Briefing

If you want to use it in production environment, please aware of the security configuration. The front few steps you can refer to this video: Youtube Video Here we use digital ocean as it’s cheap, if you use any IAAS platform as AWS, ALICLOUD, should be similar.

Prepare SSH Key

Buy 4 hosts

  • Create digital ocean account
  • Key in your credit card information.
  • Go to Main page -> Create -> Droplets -> choose CentOS -> one 8GB & three 2GB -> use the ssh key just created.
    servers

** Record down your IP **

159.65.135.11 hadoop-01.bde.com hadoop-01
206.189.36.21 hadoop-02.bde.com hadoop-02
206.189.42.80 hadoop-03.bde.com hadoop-03
206.189.40.146 hadoop-04.bde.com hadoop-04

Pre configuration

Modify the configuration on these four hosts, also you can modify your machine also.

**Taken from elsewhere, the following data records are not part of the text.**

//! # Geolab Engine
//!
//! Keeps a person search index eventually consistent with its relational
//! system of record.
//!
//! The engine performs no I/O of its own. Stores are reached through the
//! traits in [`store`]; the server crate plugs in PostgreSQL, Elasticsearch and
//! a file-backed watermark, and tests plug in the in-memory stores.
//!
//! ## Sync cycle
//!
//! One cycle runs three steps in order:
//!
//! 1. [`resolve`] reads every person modified after the watermark, the full
//!    set of person ids, and the full set of indexed ids, and turns them into a
//!    [`ChangeSet`].
//! 2. [`BulkReconciler`] turns the change set into replace/delete
//!    [`BulkOperation`]s, submits them in one bulk call and collects a
//!    [`ReconcileReport`]. A failing operation never aborts its siblings.
//! 3. The [`WatermarkPolicy`] picks the next watermark, which is persisted
//!    through the [`WatermarkStore`].
//!
//! [`SyncEngine::run_cycle`] wires the three together and refuses to start a
//! second cycle while one is in flight.
//!
//! ## Delivery
//!
//! Delivery is at-least-once. Replaces are keyed by person id and deletes of
//! absent documents succeed, so re-sending any operation converges to the same
//! index state.
//!
//! ## Quick Start
//!
//! ```rust
//! use std::sync::Arc;
//! use geolab_engine::{
//!     GeoPoint, ManualClock, MemoryEntityStore, MemoryIndex, MemoryWatermarkStore,
//!     NewPerson, SyncEngine, WatermarkPolicy,
//! };
//!
//! let clock = Arc::new(ManualClock::from_millis(1_000));
//! let source = MemoryEntityStore::new(clock.clone());
//! source.insert(NewPerson {
//!     firstname: "Alice".into(),
//!     lastname: "Tremblay".into(),
//!     address: "12 rue Sherbrooke".into(),
//!     city: "Montréal".into(),
//!     postal_code: "H2X 1X1".into(),
//!     country: "Canada".into(),
//!     email: "alice@example.com".into(),
//!     phone: "514-555-0100".into(),
//!     location: GeoPoint::new(45.45, -73.55),
//! });
//!
//! clock.advance_millis(10);
//! let engine = SyncEngine::new(
//!     source,
//!     MemoryIndex::new(),
//!     MemoryWatermarkStore::new(),
//!     clock.clone(),
//!     WatermarkPolicy::CycleStart,
//! );
//!
//! let report = futures::executor::block_on(engine.run_cycle()).unwrap();
//! assert_eq!(report.upserted, 1);
//! assert_eq!(report.failed, 0);
//! assert_eq!(engine.index().len(), 1);
//! ```

pub mod clock;
pub mod error;
pub mod operation;
pub mod reconcile;
pub mod record;
pub mod resolve;
pub mod search;
pub mod store;
pub mod sync;
pub mod watermark;

// Re-export main types at crate root
pub use clock::{Clock, ManualClock, SystemClock};
pub use error::{Error, StoreKind};
pub use operation::{BulkAction, BulkOperation, OperationOutcome};
pub use reconcile::{BulkReconciler, OperationFailure, ReconcileReport};
pub use record::{GeoPoint, NewPerson, Person, PersonDocument};
pub use resolve::{resolve, ChangeSet, Upsert};
pub use search::{SearchHit, SearchQuery, DEFAULT_RADIUS_METERS, MAX_SEARCH_RESULTS};
pub use store::{EntitySource, MemoryEntityStore, MemoryIndex, SearchIndex};
pub use sync::{SyncEngine, SyncReport};
pub use watermark::{MemoryWatermarkStore, WatermarkPolicy, WatermarkStore};

/// Type aliases for clarity
pub type PersonId = i64;
pub type Timestamp = chrono::DateTime<chrono::Utc>;
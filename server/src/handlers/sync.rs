//! Sync handler - runs one reconciliation cycle on demand.

use crate::error::Result;
use crate::Engine;
use geolab_engine::SyncReport;
use serde::Serialize;

/// Response for a completed sync cycle.
#[derive(Debug, Serialize)]
#[serde(rename_all = "camelCase")]
pub struct SyncResponse {
    pub message: String,
    #[serde(flatten)]
    pub report: SyncReport,
}

impl SyncResponse {
    pub fn new(report: SyncReport) -> Self {
        let message = if report.failed == 0 {
            "Sync completed".to_string()
        } else {
            format!("Sync completed with {} failed operation(s)", report.failed)
        };
        Self { message, report }
    }
}

/// Run a sync cycle and describe what it did.
pub async fn handle_sync(engine: &Engine) -> Result<SyncResponse> {
    let report = engine.run_cycle().await?;

    tracing::info!(
        upserted = report.upserted,
        deleted = report.deleted,
        failed = report.failed,
        "sync cycle finished"
    );

    Ok(SyncResponse::new(report))
}
//! HTTP route definitions.

mod generate;
mod health;
mod search;
mod sync;

use crate::AppState;
use axum::Router;

/// Create all application routes.
pub fn create_routes() -> Router<AppState> {
    Router::new()
        .merge(health::routes())
        .merge(sync::routes())
        .merge(search::routes())
        .merge(generate::routes())
}
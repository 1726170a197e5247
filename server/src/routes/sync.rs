//! Sync endpoint routes.

use axum::{extract::State, routing::post, Json, Router};

use crate::error::Result;
use crate::handlers::{handle_sync, SyncResponse};
use crate::AppState;

/// Create sync routes.
pub fn routes() -> Router<AppState> {
    Router::new().route("/sync", post(sync_handler))
}

/// POST /sync - Reconcile the index with the database.
async fn sync_handler(State(state): State<AppState>) -> Result<Json<SyncResponse>> {
    let response = handle_sync(&state.engine).await?;
    Ok(Json(response))
}
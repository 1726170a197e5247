//! Data generation routes.

use axum::{extract::State, routing::post, Json, Router};

use crate::error::Result;
use crate::handlers::{handle_generate, GenerateRequest, GenerateResponse};
use crate::AppState;

/// Create generate routes.
pub fn routes() -> Router<AppState> {
    Router::new().route("/generate", post(generate_handler))
}

/// POST /generate - Insert synthetic persons. The body is optional.
async fn generate_handler(
    State(state): State<AppState>,
    request: Option<Json<GenerateRequest>>,
) -> Result<Json<GenerateResponse>> {
    let request = request.map(|Json(request)| request).unwrap_or_default();
    let response = handle_generate(&state.pool, request).await?;
    Ok(Json(response))
}
//! The sync watermark: "synchronized up to and including this instant".

use crate::{
    clock::epoch, error::Result, BulkAction, ChangeSet, PersonId, ReconcileReport, Timestamp,
};
use chrono::Duration;
use serde::{Deserialize, Serialize};
use std::collections::BTreeSet;
use std::future::Future;
use std::str::FromStr;
use std::sync::Mutex;

/// Persistence for the single watermark value.
pub trait WatermarkStore: Send + Sync {
    /// The stored watermark, or the Unix epoch if none was ever written.
    fn read(&self) -> impl Future<Output = Result<Timestamp>> + Send;

    /// Overwrite the stored watermark.
    fn write(&self, at: Timestamp) -> impl Future<Output = Result<()>> + Send;
}

/// A watermark held in memory.
#[derive(Debug, Default)]
pub struct MemoryWatermarkStore {
    value: Mutex<Option<Timestamp>>,
}

impl MemoryWatermarkStore {
    pub fn new() -> Self {
        Self::default()
    }

    /// A store that already holds `at`.
    pub fn at(at: Timestamp) -> Self {
        Self {
            value: Mutex::new(Some(at)),
        }
    }

    /// The stored value without going through the async trait.
    pub fn get(&self) -> Option<Timestamp> {
        *self.value.lock().unwrap_or_else(|poisoned| poisoned.into_inner())
    }
}

impl WatermarkStore for MemoryWatermarkStore {
    async fn read(&self) -> Result<Timestamp> {
        Ok(self.get().unwrap_or_else(epoch))
    }

    async fn write(&self, at: Timestamp) -> Result<()> {
        *self.value.lock().unwrap_or_else(|poisoned| poisoned.into_inner()) = Some(at);
        Ok(())
    }
}

/// How far the watermark moves at the end of a cycle.
#[derive(Debug, Clone, Copy, PartialEq, Eq, Default, Serialize, Deserialize)]
#[serde(rename_all = "snake_case")]
pub enum WatermarkPolicy {
    /// Advance to the cycle start even if some operations failed. Failed
    /// replaces are not picked up again until their person is modified.
    #[default]
    CycleStart,
    /// Advance to the cycle start only if every replace succeeded; otherwise
    /// stop just before the oldest failed replace so the next cycle reads it
    /// again.
    HoldOnFailure,
}

impl WatermarkPolicy {
    /// Pick the watermark to persist after a cycle.
    ///
    /// The result is never earlier than `previous`.
    pub fn next_watermark(
        &self,
        previous: Timestamp,
        cycle_start: Timestamp,
        change_set: &ChangeSet,
        report: &ReconcileReport,
    ) -> Timestamp {
        let candidate = match self {
            WatermarkPolicy::CycleStart => cycle_start,
            WatermarkPolicy::HoldOnFailure => {
                let failed: BTreeSet<PersonId> = report.failed_ids(BulkAction::Replace).collect();
                change_set
                    .upserts
                    .iter()
                    .filter(|u| failed.contains(&u.id))
                    .map(|u| u.document.last_modified)
                    .min()
                    .map(|oldest| (oldest - Duration::microseconds(1)).min(cycle_start))
                    .unwrap_or(cycle_start)
            }
        };
        candidate.max(previous)
    }
}

impl FromStr for WatermarkPolicy {
    type Err = String;

    fn from_str(s: &str) -> std::result::Result<Self, Self::Err> {
        match s.trim().to_ascii_lowercase().as_str() {
            "cycle_start" => Ok(WatermarkPolicy::CycleStart),
            "hold_on_failure" => Ok(WatermarkPolicy::HoldOnFailure),
            other => Err(format!("unknown watermark policy: {other}")),
        }
    }
}

#[cfg(test)]
mod tests {
    use super::*;
    use crate::clock::millis_to_timestamp;
    use crate::{GeoPoint, NewPerson, OperationFailure, Upsert};
    use futures::executor::block_on;

    fn upsert(id: PersonId, millis: i64) -> Upsert {
        let person = NewPerson {
            firstname: "Éric".into(),
            lastname: "Pelletier".into(),
            address: "8 rue King".into(),
            city: "Sherbrooke".into(),
            postal_code: "J1H 1P7".into(),
            country: "Canada".into(),
            email: "eric@example.com".into(),
            phone: "819-555-0188".into(),
            location: GeoPoint::new(45.4, -71.9),
        }
        .into_person(id, millis_to_timestamp(millis));
        Upsert::from(&person)
    }

    fn failed_replace(id: PersonId) -> OperationFailure {
        OperationFailure {
            id,
            action: BulkAction::Replace,
            reason: "boom".into(),
        }
    }

    #[test]
    fn memory_store_defaults_to_epoch() {
        let store = MemoryWatermarkStore::new();
        assert_eq!(block_on(store.read()).unwrap(), epoch());

        let at = millis_to_timestamp(5_000);
        block_on(store.write(at)).unwrap();
        assert_eq!(block_on(store.read()).unwrap(), at);
        assert_eq!(store.get(), Some(at));
    }

    #[test]
    fn cycle_start_ignores_failures() {
        let cs = ChangeSet {
            upserts: vec![upsert(1, 100)],
            ..ChangeSet::default()
        };
        let report = ReconcileReport {
            upserted: 1,
            failed: 1,
            failures: vec![failed_replace(1)],
            ..ReconcileReport::default()
        };

        let next = WatermarkPolicy::CycleStart.next_watermark(
            millis_to_timestamp(50),
            millis_to_timestamp(1_000),
            &cs,
            &report,
        );
        assert_eq!(next, millis_to_timestamp(1_000));
    }

    #[test]
    fn hold_on_failure_stops_before_oldest_failed_replace() {
        let cs = ChangeSet {
            upserts: vec![upsert(1, 100), upsert(2, 300), upsert(3, 200)],
            ..ChangeSet::default()
        };
        let report = ReconcileReport {
            upserted: 3,
            succeeded: 1,
            failed: 2,
            failures: vec![failed_replace(2), failed_replace(3)],
            ..ReconcileReport::default()
        };

        let next = WatermarkPolicy::HoldOnFailure.next_watermark(
            millis_to_timestamp(50),
            millis_to_timestamp(1_000),
            &cs,
            &report,
        );
        assert_eq!(next, millis_to_timestamp(200) - Duration::microseconds(1));
        assert!(next < cs.upserts[2].document.last_modified);
    }

    #[test]
    fn hold_on_failure_ignores_failed_deletes() {
        let report = ReconcileReport {
            deleted: 1,
            failed: 1,
            failures: vec![OperationFailure {
                id: 9,
                action: BulkAction::Delete,
                reason: "boom".into(),
            }],
            ..ReconcileReport::default()
        };

        let next = WatermarkPolicy::HoldOnFailure.next_watermark(
            millis_to_timestamp(50),
            millis_to_timestamp(1_000),
            &ChangeSet::default(),
            &report,
        );
        assert_eq!(next, millis_to_timestamp(1_000));
    }

    #[test]
    fn never_moves_backwards() {
        let next = WatermarkPolicy::CycleStart.next_watermark(
            millis_to_timestamp(2_000),
            millis_to_timestamp(1_000),
            &ChangeSet::default(),
            &ReconcileReport::default(),
        );
        assert_eq!(next, millis_to_timestamp(2_000));
    }

    #[test]
    fn parse_policy() {
        assert_eq!(
            "cycle_start".parse::<WatermarkPolicy>(),
            Ok(WatermarkPolicy::CycleStart)
        );
        assert_eq!(
            " HOLD_ON_FAILURE ".parse::<WatermarkPolicy>(),
            Ok(WatermarkPolicy::HoldOnFailure)
        );
        assert!("sometimes".parse::<WatermarkPolicy>().is_err());
    }
}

ssh root@hadoop-01.bde.com
# Config Host
vi /etc/hosts
	# remove the self point ...
	# add the above IP Hostname mapping.
	# After configuration, looks like:
		# The following lines are desirable for IPv4 capable hosts
		127.0.0.1 localhost.localdomain localhost
		127.0.0.1 localhost4.localdomain4 localhost4

		# The following lines are desirable for IPv6 capable hosts
		::1 localhost.localdomain localhost
		::1 localhost6.localdomain6 localhost6

		159.65.135.11 hadoop-01.bde.com hadoop-01
		206.189.36.21 hadoop-02.bde.com hadoop-02
		206.189.42.80 hadoop-03.bde.com hadoop-03
		206.189.40.146 hadoop-04.bde.com hadoop-04

vi /etc/selinux/config
	SELINUX=disabled

reboot
ssh root@hadoop-02.bde.com
...
ssh root@hadoop-03.bde.com
...
ssh root@hadoop-04.bde.com
...
vi /etc/hosts

Install CDH (Cloudera Distribution Including Apache Hadoop)

Install CHD

ssh root@hadoop-01.bde.com
yum install wget
wget http://archive.cloudera.com/cm5/installer/latest/cloudera-manager-installer.bin
chmod +x cloudera-manager-installer.bin 
./cloudera-manager-installer.bin 
# Just click 'accept' 

Configure CDH

Wait for a while, let it start the CDH manager, use your own browser, go to http://hadoop-01.bde.com:7180/
Use ‘admin / admin’ login, a wizard will take you initial the whole CDH cluster.
You can use the default setting for most configuraitons. Some special listed down:

  • Specify hosts for your CDH cluster installation.
    hadoop-0[1-4].bde.com
    
  • Provide Login Credentials Use our ssh key created just now.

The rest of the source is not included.